“Good God, Winter,” Brown said, peering at the photo strip. “What are you, two years old? Can you not sit still?”
But I had quit looking at myself in the photos and was looking instead at the bartender. Unlike me, he was not fidgeting or trying to hide his hands. He was not looking straight into the mirror, nor did he look stern. In each photo he was looking down at me, and his face had a certain look on it. Not of laughter, or impatience, or forbearance in a let’s-get-this-over-with kind of way. None of those words applied. I looked from the photo to him, the real him, and that look was still on his face. Though Brown was standing next to us, the sound of his voice and the laughter in it receded. The feel of the buckskin vest brushing my arm as Sunshine put it on was barely there. The bartender looked at me and I looked at the bartender.
“Chris?”
That was the sound of my voice, almost inaudible even though it was me talking. Me saying his real name for the first time. He nodded.
“Yeah,” he said. “That’s me.”
And it was. It was him. Him with that look on his face, nodding and now the beginnings of a smile, because was I looking at him the way he was looking at me? As if I loved him?
Not as if.
The world rose around us again: Sunshine and Brown standing next to Chris and me, both of them silent and watching, knowing that something had just happened. A group of teenagers bent over the trunk of dress-up clothes, waiting their turn for the photo booth. Johnny Cash sang about a ring of fire on the store PA system. My mother’s words floated into my head: Bullshit. Decide you’re going to be your real self and then be your real self.
The car heater blasted on the way home, drowning out conversation, not that any of us were talking. Much had already been said, and most of it silent. I held Chris’s hand in the backseat of Sunshine and Brown’s station wagon but I didn’t look at him because my mind was filled with fifty-fifty and everything it meant in that moment: I had found him, I didn’t want to let him go, and I didn’t want him to live through what I was living through, either. Flip sides, same coin.

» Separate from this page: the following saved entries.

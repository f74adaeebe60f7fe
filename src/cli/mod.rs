/// Interactive terminal tracker front end
use crate::clients::FetchStates;
use crate::config::TrackSettings;
use crate::domain::{PlaneDetail, PlaneSummary};
use crate::errors::{ApiError, ApiResult};
use crate::services::TrackerService;
use std::io::{self, Write};
use std::time::Duration;
use tracing::warn;

/// List candidates, let the user pick one, then poll its state on a fixed
/// cadence for a bounded number of rounds.
pub async fn run_tracker<C: FetchStates>(
    service: &TrackerService<C>,
    settings: &TrackSettings,
    preselected: Option<String>,
) -> ApiResult<()> {
    let callsign = match preselected {
        Some(cs) => cs,
        None => {
            let list = service.plane_list().await?;
            if list.planes.is_empty() {
                println!("No candidates available right now (source: {}).", list.source);
                return Ok(());
            }

            print_candidates(&list.planes, list.source.to_string().as_str());
            let idx = choose_index(list.planes.len() - 1)?;
            let selected = &list.planes[idx];
            println!(
                "\nSelected: callsign={}, country={}",
                selected.callsign,
                selected.origin_country.as_deref().unwrap_or("unknown")
            );
            selected.callsign.clone()
        }
    };

    track_flight(service, settings, &callsign).await
}

fn print_candidates(planes: &[PlaneSummary], source: &str) {
    println!(
        "\nAircraft currently broadcasting a callsign ({} candidates, source: {}):",
        planes.len(),
        source
    );
    println!("{}", "-".repeat(78));
    for (idx, p) in planes.iter().enumerate() {
        let phase = match p.on_ground {
            Some(true) => "on ground",
            Some(false) => "airborne",
            None => "unknown",
        };
        println!(
            "[{idx:2}] {:<8}  {:<16}  {:<28}  {phase}",
            p.callsign,
            p.origin_country.as_deref().unwrap_or("unknown"),
            p.rough_location,
        );
    }
    println!("{}", "-".repeat(78));
}

/// Prompt until the user enters an index in range
fn choose_index(max_index: usize) -> ApiResult<usize> {
    let stdin = io::stdin();
    loop {
        print!("Enter the number of the aircraft to track (0-{max_index}): ");
        io::stdout().flush()?;

        let mut line = String::new();
        if stdin.read_line(&mut line)? == 0 {
            // stdin closed; nothing sensible left to do
            return Err(ApiError::InvalidInput("no selection made".to_string()));
        }

        match line.trim().parse::<usize>() {
            Ok(idx) if idx <= max_index => return Ok(idx),
            Ok(_) => println!("Number out of range."),
            Err(_) => println!("Please enter a number."),
        }
    }
}

async fn track_flight<C: FetchStates>(
    service: &TrackerService<C>,
    settings: &TrackSettings,
    callsign: &str,
) -> ApiResult<()> {
    println!(
        "\n=== Tracking {callsign} (every {}s, up to {} updates) ===",
        settings.interval_secs, settings.iterations
    );

    for i in 1..=settings.iterations {
        println!("\n--- Update {i}/{} ---", settings.iterations);
        match service.find_by_callsign(callsign).await {
            Ok(Some(detail)) => print_flight_detail(&detail),
            Ok(None) => println!("Not found (landed, out of coverage, or callsign changed)."),
            Err(e) => {
                // A transient upstream failure should not end the session
                warn!("update failed: {e}");
                println!("Update failed: {e}");
            }
        }

        if i < settings.iterations {
            tokio::time::sleep(Duration::from_secs(settings.interval_secs)).await;
        }
    }

    Ok(())
}

fn print_flight_detail(detail: &PlaneDetail) {
    let altitude = detail.geo_altitude.or(detail.baro_altitude);

    println!("=== Current state ===");
    println!("  Callsign     : {}", detail.callsign);
    println!("  ICAO24       : {}", detail.icao24);
    println!(
        "  Country      : {}",
        detail.origin_country.as_deref().unwrap_or("unknown")
    );
    println!("  Latitude     : {}", fmt_opt(detail.latitude));
    println!("  Longitude    : {}", fmt_opt(detail.longitude));
    println!("  Where now?   : {}", detail.rough_location);
    println!("  Altitude (m) : {}", fmt_opt(altitude));
    println!("  Speed (m/s)  : {}", fmt_opt(detail.velocity));
    println!("  Last contact : {}", detail.last_contact);
    println!("  Comment      : {}", detail.comment_text);
    println!("=====================");
}

fn fmt_opt(v: Option<f64>) -> String {
    v.map(|x| x.to_string()).unwrap_or_else(|| "N/A".to_string())
}
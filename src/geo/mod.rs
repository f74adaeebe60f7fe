/// Rough region classification from coordinates
///
/// A small ordered table of named bounding boxes, checked first-match, with
/// a longitude-banded ocean/continent fallback. Deliberately coarse: the
/// goal is a friendly label, not reverse geocoding.

/// Named closed-interval bounding box
#[derive(Debug, Clone, PartialEq)]
pub struct RegionBox {
    pub name: &'static str,
    pub lat_min: f64,
    pub lat_max: f64,
    pub lon_min: f64,
    pub lon_max: f64,
}

impl RegionBox {
    pub const fn new(
        name: &'static str,
        lat_min: f64,
        lat_max: f64,
        lon_min: f64,
        lon_max: f64,
    ) -> Self {
        Self {
            name,
            lat_min,
            lat_max,
            lon_min,
            lon_max,
        }
    }

    /// Closed-interval containment, latitude then longitude
    pub fn contains(&self, lat: f64, lon: f64) -> bool {
        self.lat_min <= lat && lat <= self.lat_max && self.lon_min <= lon && lon <= self.lon_max
    }
}

/// Ordered region table; overlaps are resolved by first match, so the more
/// specific boxes must stay ahead of the wider ones (e.g. Germany before
/// western Europe).
pub const REGION_BOXES: &[RegionBox] = &[
    // Japan and its neighbourhood
    RegionBox::new("near Japan", 20.0, 50.0, 120.0, 150.0),
    RegionBox::new("near South Korea", 33.0, 39.5, 124.0, 132.0),
    RegionBox::new("near eastern China", 20.0, 42.0, 105.0, 125.0),
    // Europe
    RegionBox::new("near Germany", 47.0, 56.0, 5.0, 16.0),
    RegionBox::new("near France", 42.0, 51.5, -5.0, 8.0),
    RegionBox::new("near the United Kingdom", 49.0, 61.0, -10.0, 2.0),
    RegionBox::new("western Europe", 35.0, 70.0, -10.0, 30.0),
    // North America
    RegionBox::new("North American west coast", 30.0, 55.0, -135.0, -110.0),
    RegionBox::new("central North America", 30.0, 55.0, -110.0, -85.0),
    RegionBox::new("North American east coast", 30.0, 50.0, -85.0, -60.0),
    // Elsewhere
    RegionBox::new("Middle East", 15.0, 40.0, 30.0, 60.0),
    RegionBox::new("Southeast Asia", -10.0, 25.0, 95.0, 130.0),
    RegionBox::new("near Australia", -45.0, -10.0, 110.0, 155.0),
];

/// First-match scan over an ordered box table
fn first_match(boxes: &[RegionBox], lat: f64, lon: f64) -> Option<&'static str> {
    boxes.iter().find(|b| b.contains(lat, lon)).map(|b| b.name)
}

/// Longitude-banded ocean/continent fallback, split by hemisphere.
///
/// The bands do not cover (150, 160]; coordinates there fall through to the
/// country / coordinate fallbacks.
fn band_fallback(lat: f64, lon: f64) -> Option<&'static str> {
    let northern = lat >= 0.0;

    if !(-140.0..=160.0).contains(&lon) {
        return Some(if northern {
            "over the North Pacific"
        } else {
            "over the South Pacific"
        });
    }
    if (-140.0..-30.0).contains(&lon) {
        return Some(if northern {
            "over North America"
        } else {
            "over South America"
        });
    }
    if (-30.0..60.0).contains(&lon) {
        return Some(if northern {
            "over Europe or North Africa"
        } else {
            "over southern Africa"
        });
    }
    if (60.0..=150.0).contains(&lon) {
        return Some(if northern {
            "over the Asian continent"
        } else {
            "over the Indian Ocean or Oceania"
        });
    }

    None
}

/// Map coordinates to a human-readable region label.
///
/// Fallback tiers: box table, longitude band, origin country, raw
/// coordinates. Pure function.
pub fn rough_location(lat: Option<f64>, lon: Option<f64>, origin_country: Option<&str>) -> String {
    let (lat, lon) = match (lat, lon) {
        (Some(lat), Some(lon)) if !lat.is_nan() && !lon.is_nan() => (lat, lon),
        _ => return "location unknown".to_string(),
    };

    if let Some(name) = first_match(REGION_BOXES, lat, lon) {
        return name.to_string();
    }

    if let Some(name) = band_fallback(lat, lon) {
        return name.to_string();
    }

    if let Some(country) = origin_country.filter(|c| !c.is_empty()) {
        return format!("near {country}");
    }

    format!("near latitude {lat:.1}°, longitude {lon:.1}°")
}

#[cfg(test)]
mod tests {
    use super::*;

    #[test]
    fn test_box_match_japan() {
        assert_eq!(
            rough_location(Some(35.6), Some(139.7), None),
            "near Japan"
        );
    }

    #[test]
    fn test_box_order_specific_before_wide() {
        // Frankfurt sits inside both the Germany box and the western Europe
        // box; the earlier entry wins.
        assert_eq!(
            rough_location(Some(50.1), Some(8.7), None),
            "near Germany"
        );
        // Korea overlaps the Japan box entirely, so Japan wins there too.
        assert_eq!(
            rough_location(Some(37.5), Some(127.0), None),
            "near Japan"
        );
    }

    #[test]
    fn test_first_match_overlapping_fixture() {
        let boxes = [
            RegionBox::new("inner", 0.0, 10.0, 0.0, 10.0),
            RegionBox::new("outer", -5.0, 15.0, -5.0, 15.0),
        ];
        assert_eq!(first_match(&boxes, 5.0, 5.0), Some("inner"));
        assert_eq!(first_match(&boxes, 12.0, 12.0), Some("outer"));
        assert_eq!(first_match(&boxes, 20.0, 20.0), None);
    }

    #[test]
    fn test_band_fallback_all_eight() {
        assert_eq!(
            rough_location(Some(40.0), Some(175.0), None),
            "over the North Pacific"
        );
        assert_eq!(
            rough_location(Some(-20.0), Some(-150.0), None),
            "over the South Pacific"
        );
        assert_eq!(
            rough_location(Some(60.0), Some(-100.0), None),
            "over North America"
        );
        assert_eq!(
            rough_location(Some(-20.0), Some(-60.0), None),
            "over South America"
        );
        assert_eq!(
            rough_location(Some(75.0), Some(20.0), None),
            "over Europe or North Africa"
        );
        assert_eq!(
            rough_location(Some(-30.0), Some(25.0), None),
            "over southern Africa"
        );
        assert_eq!(
            rough_location(Some(55.0), Some(90.0), None),
            "over the Asian continent"
        );
        assert_eq!(
            rough_location(Some(-30.0), Some(80.0), None),
            "over the Indian Ocean or Oceania"
        );
    }

    #[test]
    fn test_band_gap_falls_through_to_country() {
        // (150, 160] matches neither a box (at this latitude) nor a band
        assert_eq!(
            rough_location(Some(55.0), Some(155.0), Some("Russia")),
            "near Russia"
        );
    }

    #[test]
    fn test_coordinate_fallback_one_decimal() {
        assert_eq!(
            rough_location(Some(55.04), Some(155.96), None),
            "near latitude 55.0°, longitude 156.0°"
        );
    }

    #[test]
    fn test_missing_coordinates() {
        assert_eq!(
            rough_location(None, Some(10.0), Some("France")),
            "location unknown"
        );
        assert_eq!(rough_location(Some(10.0), None, None), "location unknown");
        assert_eq!(
            rough_location(Some(f64::NAN), Some(10.0), None),
            "location unknown"
        );
    }

    #[test]
    fn test_classify_is_deterministic() {
        let a = rough_location(Some(35.6), Some(139.7), Some("Japan"));
        let b = rough_location(Some(35.6), Some(139.7), Some("Japan"));
        assert_eq!(a, b);
    }
}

We were halfway up Turnip Hill Road, me studying the photos again, when something else came to me. The look on Chris’s face was familiar. You have seen that look before, I thought. But where? I kept looking at the narrow strip of photos, chemical-smelling and still a little tacky to the touch. Me in motion, the bartender straight and still, that soft look on his face. Then I knew.
That thin wisp of worn photocopied paper propped up on the kitchen shelf in the cabin. My mother, younger and smiling. The look on her face was the same look on the bartender’s face in the photos in my palm, shimmering up from the frayed paper on the shelf next to Jack. She had saved that photo all these years, ever since she stopped wearing that pretty shirt. In it, she was looking beyond me, at whoever was taking her photo.
My mother had loved someone. And someone had loved her back.
Final Jeopardy
It was not possible.
That was my first thought. Because had she ever been on a date? Had she ever kissed anyone? Had she ever asked someone to a Sadie Hawkins dance, or been to a prom? Had she ever gone to a bar with someone and put quarters in a jukebox and played pool and ordered a second cocktail because she was having fun? Had she ever sat across from a man who had put on a clean shirt for the occasion, at a small table with a tablecloth and a candle and not one but two menus, one for wine and one for food? Questions shoved up against each other in my head.
No and no and no and no and no.
The interviewer, her legs crossed, her fingers hovering over her keyboard—“Miss Winter, to your knowledge, did your mother, Tamar Winter, ever go on a date?”—No, before the quotation mark was fully slotted next to the question mark. “Did your mother, Tamar Winter, ever go on a dateNo.” A broken sentence. Part question but mostly No.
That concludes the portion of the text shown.